Un joven vivía en las alturas de los Alpes suizos. A menudo, solo para escuchar el eco de su propia voz, salía, ahuecaba las manos alrededor de su boca y gritaba: “¡Hola!”.
Los cañones reverberaban la respuesta: “Hola... Hola... Hola... Hola”. Luego, gritaba: “Te amo” y el paisaje respondía: “Te amo... Te amo... Te amo... Te amo”. Un día, el muchacho se portó muy mal y su padre lo disciplinó severamente. Lleno de enojo, el joven se dirigió a las montañas y, sacudiendo su puño, gritó a todo pulmón: “¡Te odio!”. Para su sorpresa, las peñas y rocas de las montañas le devolvieron el eco: “Te odio... Te odio... Te odio... Te odio”.
Esto mismo sucede una y otra vez en todas nuestras relaciones interpersonales. Podemos considerarlo una de las leyes inmutables de la naturaleza física, aplicable también a las interacciones humanas: recibimos de vuelta exactamente lo que damos. Todo regresa. Los ecos reflejan nuestras acciones de manera enfática, a veces en mayor medida de lo que damos. Y si no tenemos cuidado, los resultados pueden ser bochornosos o, incluso, trágicos. El poeta y dramaturgo Alfred Tennyson decía: “Nuestros ecos retumban de vida en vida y crecen para siempre y para siempre”.
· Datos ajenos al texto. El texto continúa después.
//! Host-level MIDI processing: input transforms and system shortcuts.
//!
//! Runs over cable-0 (internal surface) messages before they reach the
//! UI layer and the loaded module. Transforms mutate the message in
//! place; shortcuts consume it.

use shadow_shared::settings::HostSettings;
use shadow_shared::{
    CC_BACK, CC_DOWN, CC_JOG_CLICK, CC_MASTER_KNOB, CC_SHIFT, CC_UP, PAD_NOTE_FIRST, PAD_NOTE_LAST,
};

pub const TRANSPOSE_MIN: i32 = -48;
pub const TRANSPOSE_MAX: i32 = 48;

/// Shortcut state that persists across messages.
#[derive(Debug, Default)]
pub struct HostMidiState {
    pub shift_held: bool,
    /// Semitone transpose applied to pad notes.
    pub transpose: i32,
}

/// What the host decided about one message.
#[derive(Debug, Clone, Copy, PartialEq, Eq)]
pub enum MidiOutcome {
    /// Forward the (possibly transformed) message.
    Pass,
    /// Swallow it silently (e.g. aftertouch disabled).
    Drop,
    Consumed(HostEvent),
}

#[derive(Debug, Clone, Copy, PartialEq, Eq)]
pub enum HostEvent {
    /// Shift+Wheel chord: exit the host cleanly.
    Exit,
    /// Back button: reload the menu UI.
    ReturnToMenu,
    /// Master knob turned; delta already has the acceleration curve.
    VolumeDelta(i32),
    /// Shift+Up/Down changed the live transpose.
    Transposed(i32),
}

/// Notes on cable 0 that are controls, not playable pads: capacitive
/// touch (0-9), step buttons (16-31), track buttons (40-43).
pub fn is_internal_control_note(note: u8) -> bool {
    note < 10 || (16..=31).contains(&note) || (40..=43).contains(&note)
}

/// Relative-encoder acceleration: 1-63 clockwise, 65-127 counter-
/// clockwise, faster turns jump further.
fn encoder_delta(value: u8) -> i32 {
    match value {
        1..=63 => match value {
            v if v > 10 => 5,
            v if v > 3 => 2,
            _ => 1,
        },
        65..=127 => {
            let speed = 128 - value as i32;
            match speed {
                s if s > 10 => -5,
                s if s > 3 => -2,
                _ => -1,
            }
        }
        _ => 0,
    }
}

/// Context about the loaded module that changes routing decisions.
#[derive(Debug, Clone, Copy, Default)]
pub struct ModuleFlags {
    pub loaded: bool,
    pub claims_master_knob: bool,
    pub raw_ui: bool,
}

/// Process one cable-0 message. `msg` is `[status, data1, data2]` and is
/// transformed in place when `apply_transforms` is set (modules that
/// want raw MIDI skip transforms entirely).
pub fn process_host_midi(
    state: &mut HostMidiState,
    settings: &HostSettings,
    msg: &mut [u8; 3],
    apply_transforms: bool,
    module: ModuleFlags,
) -> MidiOutcome {
    let msg_type = msg[0] & 0xF0;

    if apply_transforms {
        // Velocity curve for note-on (velocity 0 untouched).
        if msg_type == 0x90 && msg[2] > 0 {
            msg[2] = settings.apply_velocity(msg[2]);
        }

        // Aftertouch gate: poly (value in data2) and channel (data1).
        if msg_type == 0xA0 || msg_type == 0xD0 {
            let value = if msg_type == 0xA0 { msg[2] } else { msg[1] };
            match settings.apply_aftertouch(value) {
                None => return MidiOutcome::Drop,
                Some(v) => {
                    if msg_type == 0xA0 {
                        msg[2] = v;
                    } else {
                        msg[1] = v;
                    }
                }
            }
        }

        // Pad layout and live transpose on playable pads only.
        if (msg_type == 0x90 || msg_type == 0x80)
            && (PAD_NOTE_FIRST..=PAD_NOTE_LAST).contains(&msg[1])
        {
            let mut note = settings.remap_pad(msg[1]) as i32;
            note += state.transpose;
            msg[1] = note.clamp(0, 127) as u8;
        }
    }

    if msg_type != 0xB0 {
        return MidiOutcome::Pass;
    }

    let cc = msg[1];
    let value = msg[2];

    // Shift is tracked but still forwarded so modules can track it too.
    if cc == CC_SHIFT {
        state.shift_held = value == 127;
        return MidiOutcome::Pass;
    }

    if cc == CC_JOG_CLICK && value == 127 && state.shift_held {
        return MidiOutcome::Consumed(HostEvent::Exit);
    }

    if cc == CC_BACK && value == 127 && module.loaded && !module.raw_ui {
        return MidiOutcome::Consumed(HostEvent::ReturnToMenu);
    }

    if cc == CC_MASTER_KNOB && !module.claims_master_knob {
        let delta = encoder_delta(value);
        if delta != 0 {
            return MidiOutcome::Consumed(HostEvent::VolumeDelta(delta));
        }
        return MidiOutcome::Consumed(HostEvent::VolumeDelta(0));
    }

    if state.shift_held && value == 127 {
        if cc == CC_UP {
            if state.transpose < TRANSPOSE_MAX {
                state.transpose += 1;
            }
            return MidiOutcome::Consumed(HostEvent::Transposed(state.transpose));
        }
        if cc == CC_DOWN {
            if state.transpose > TRANSPOSE_MIN {
                state.transpose -= 1;
            }
            return MidiOutcome::Consumed(HostEvent::Transposed(state.transpose));
        }
    }

    MidiOutcome::Pass
}

#[cfg(test)]
mod tests {
    use super::*;
    use shadow_shared::settings::{PadLayout, VelocityCurve};

    fn setup() -> (HostMidiState, HostSettings) {
        (HostMidiState::default(), HostSettings::default())
    }

    #[test]
    fn velocity_curve_applies_to_note_on() {
        let (mut state, mut settings) = setup();
        settings.velocity_curve = VelocityCurve::Full;
        let mut msg = [0x90, 70, 40];
        assert_eq!(
            process_host_midi(&mut state, &settings, &mut msg, true, ModuleFlags::default()),
            MidiOutcome::Pass
        );
        assert_eq!(msg[2], 127);

        // Raw-midi modules skip transforms.
        let mut msg = [0x90, 70, 40];
        process_host_midi(&mut state, &settings, &mut msg, false, ModuleFlags::default());
        assert_eq!(msg[2], 40);
    }

    #[test]
    fn disabled_aftertouch_is_dropped() {
        let (mut state, mut settings) = setup();
        settings.aftertouch_enabled = false;
        let mut poly = [0xA0, 70, 60];
        assert_eq!(
            process_host_midi(&mut state, &settings, &mut poly, true, ModuleFlags::default()),
            MidiOutcome::Drop
        );

        settings.aftertouch_enabled = true;
        settings.aftertouch_deadzone = 30;
        let mut channel = [0xD0, 20, 0];
        process_host_midi(&mut state, &settings, &mut channel, true, ModuleFlags::default());
        assert_eq!(channel[1], 0); // below deadzone squashes to 0
    }

    #[test]
    fn fourth_layout_and_transpose_remap_pads() {
        let (mut state, mut settings) = setup();
        settings.pad_layout = PadLayout::Fourth;
        state.transpose = 2;

        let mut msg = [0x90, 76, 100]; // pad row 1, col 0
        process_host_midi(&mut state, &settings, &mut msg, true, ModuleFlags::default());
        assert_eq!(msg[1], 65 + 2);

        // Notes outside the pad range are untouched.
        let mut msg = [0x90, 40, 100];
        process_host_midi(&mut state, &settings, &mut msg, true, ModuleFlags::default());
        assert_eq!(msg[1], 40);
    }

    #[test]
    fn shift_wheel_exits() {
        let (mut state, settings) = setup();
        let mut shift = [0xB0, CC_SHIFT, 127];
        assert_eq!(
            process_host_midi(&mut state, &settings, &mut shift, true, ModuleFlags::default()),
            MidiOutcome::Pass
        );
        assert!(state.shift_held);

        let mut click = [0xB0, CC_JOG_CLICK, 127];
        assert_eq!(
            process_host_midi(&mut state, &settings, &mut click, true, ModuleFlags::default()),
            MidiOutcome::Consumed(HostEvent::Exit)
        );

        // Without shift the click passes through.
        let mut release = [0xB0, CC_SHIFT, 0];
        process_host_midi(&mut state, &settings, &mut release, true, ModuleFlags::default());
        let mut click = [0xB0, CC_JOG_CLICK, 127];
        assert_eq!(
            process_host_midi(&mut state, &settings, &mut click, true, ModuleFlags::default()),
            MidiOutcome::Pass
        );
    }

    #[test]
    fn back_returns_to_menu_unless_module_owns_ui() {
        let (mut state, settings) = setup();
        let mut back = [0xB0, CC_BACK, 127];

        let owned = ModuleFlags { loaded: true, raw_ui: true, ..Default::default() };
        assert_eq!(
            process_host_midi(&mut state, &settings, &mut back, true, owned),
            MidiOutcome::Pass
        );

        let normal = ModuleFlags { loaded: true, ..Default::default() };
        assert_eq!(
            process_host_midi(&mut state, &settings, &mut back, true, normal),
            MidiOutcome::Consumed(HostEvent::ReturnToMenu)
        );
    }

    #[test]
    fn master_knob_acceleration() {
        let (mut state, settings) = setup();
        for (value, delta) in [(1u8, 1i32), (5, 2), (20, 5), (127, -1), (124, -2), (100, -5)] {
            let mut msg = [0xB0, CC_MASTER_KNOB, value];
            assert_eq!(
                process_host_midi(&mut state, &settings, &mut msg, true, ModuleFlags::default()),
                MidiOutcome::Consumed(HostEvent::VolumeDelta(delta)),
                "value {value}"
            );
        }

        // A module claiming the knob sees the CC itself.
        let claims = ModuleFlags { loaded: true, claims_master_knob: true, ..Default::default() };
        let mut msg = [0xB0, CC_MASTER_KNOB, 5];
        assert_eq!(
            process_host_midi(&mut state, &settings, &mut msg, true, claims),
            MidiOutcome::Pass
        );
    }

    #[test]
    fn shift_up_down_transposes_with_bounds() {
        let (mut state, settings) = setup();
        let mut shift = [0xB0, CC_SHIFT, 127];
        process_host_midi(&mut state, &settings, &mut shift, true, ModuleFlags::default());

        let mut up = [0xB0, CC_UP, 127];
        assert_eq!(
            process_host_midi(&mut state, &settings, &mut up, true, ModuleFlags::default()),
            MidiOutcome::Consumed(HostEvent::Transposed(1))
        );

        state.transpose = TRANSPOSE_MAX;
        let mut up = [0xB0, CC_UP, 127];
        process_host_midi(&mut state, &settings, &mut up, true, ModuleFlags::default());
        assert_eq!(state.transpose, TRANSPOSE_MAX);

        state.transpose = TRANSPOSE_MIN;
        let mut down = [0xB0, CC_DOWN, 127];
        process_host_midi(&mut state, &settings, &mut down, true, ModuleFlags::default());
        assert_eq!(state.transpose, TRANSPOSE_MIN);
    }

    #[test]
    fn internal_control_notes() {
        assert!(is_internal_control_note(0));
        assert!(is_internal_control_note(9));
        assert!(!is_internal_control_note(10));
        assert!(is_internal_control_note(16));
        assert!(is_internal_control_note(31));
        assert!(is_internal_control_note(40));
        assert!(is_internal_control_note(43));
        assert!(!is_internal_control_note(68));
    }
}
Jesús dijo en cierta ocasión que “seremos juzgados con la misma vara con que medimos a los demás” (Lucas 6.38). Esto nos invita a reflexionar sobre la reciprocidad de nuestras acciones y juicios. A menudo, tendemos a evaluar a los demás con dureza, olvidando que nuestras propias imperfecciones también están bajo escrutinio. Este principio nos enseña la importancia de la empatía y la equidad. Al medir a otros, debemos hacerlo con compasión y justicia, conscientes de que nuestras acciones y juicios reflejan nuestra verdadera naturaleza. En un mundo donde las críticas son fáciles y rápidas, este verso nos recuerda que el juicio que emitimos hoy puede ser el que enfrentemos mañana. Cultivar la misericordia y la comprensión no solo beneficia a los demás, sino que también nos prepara para ser tratados de la misma manera.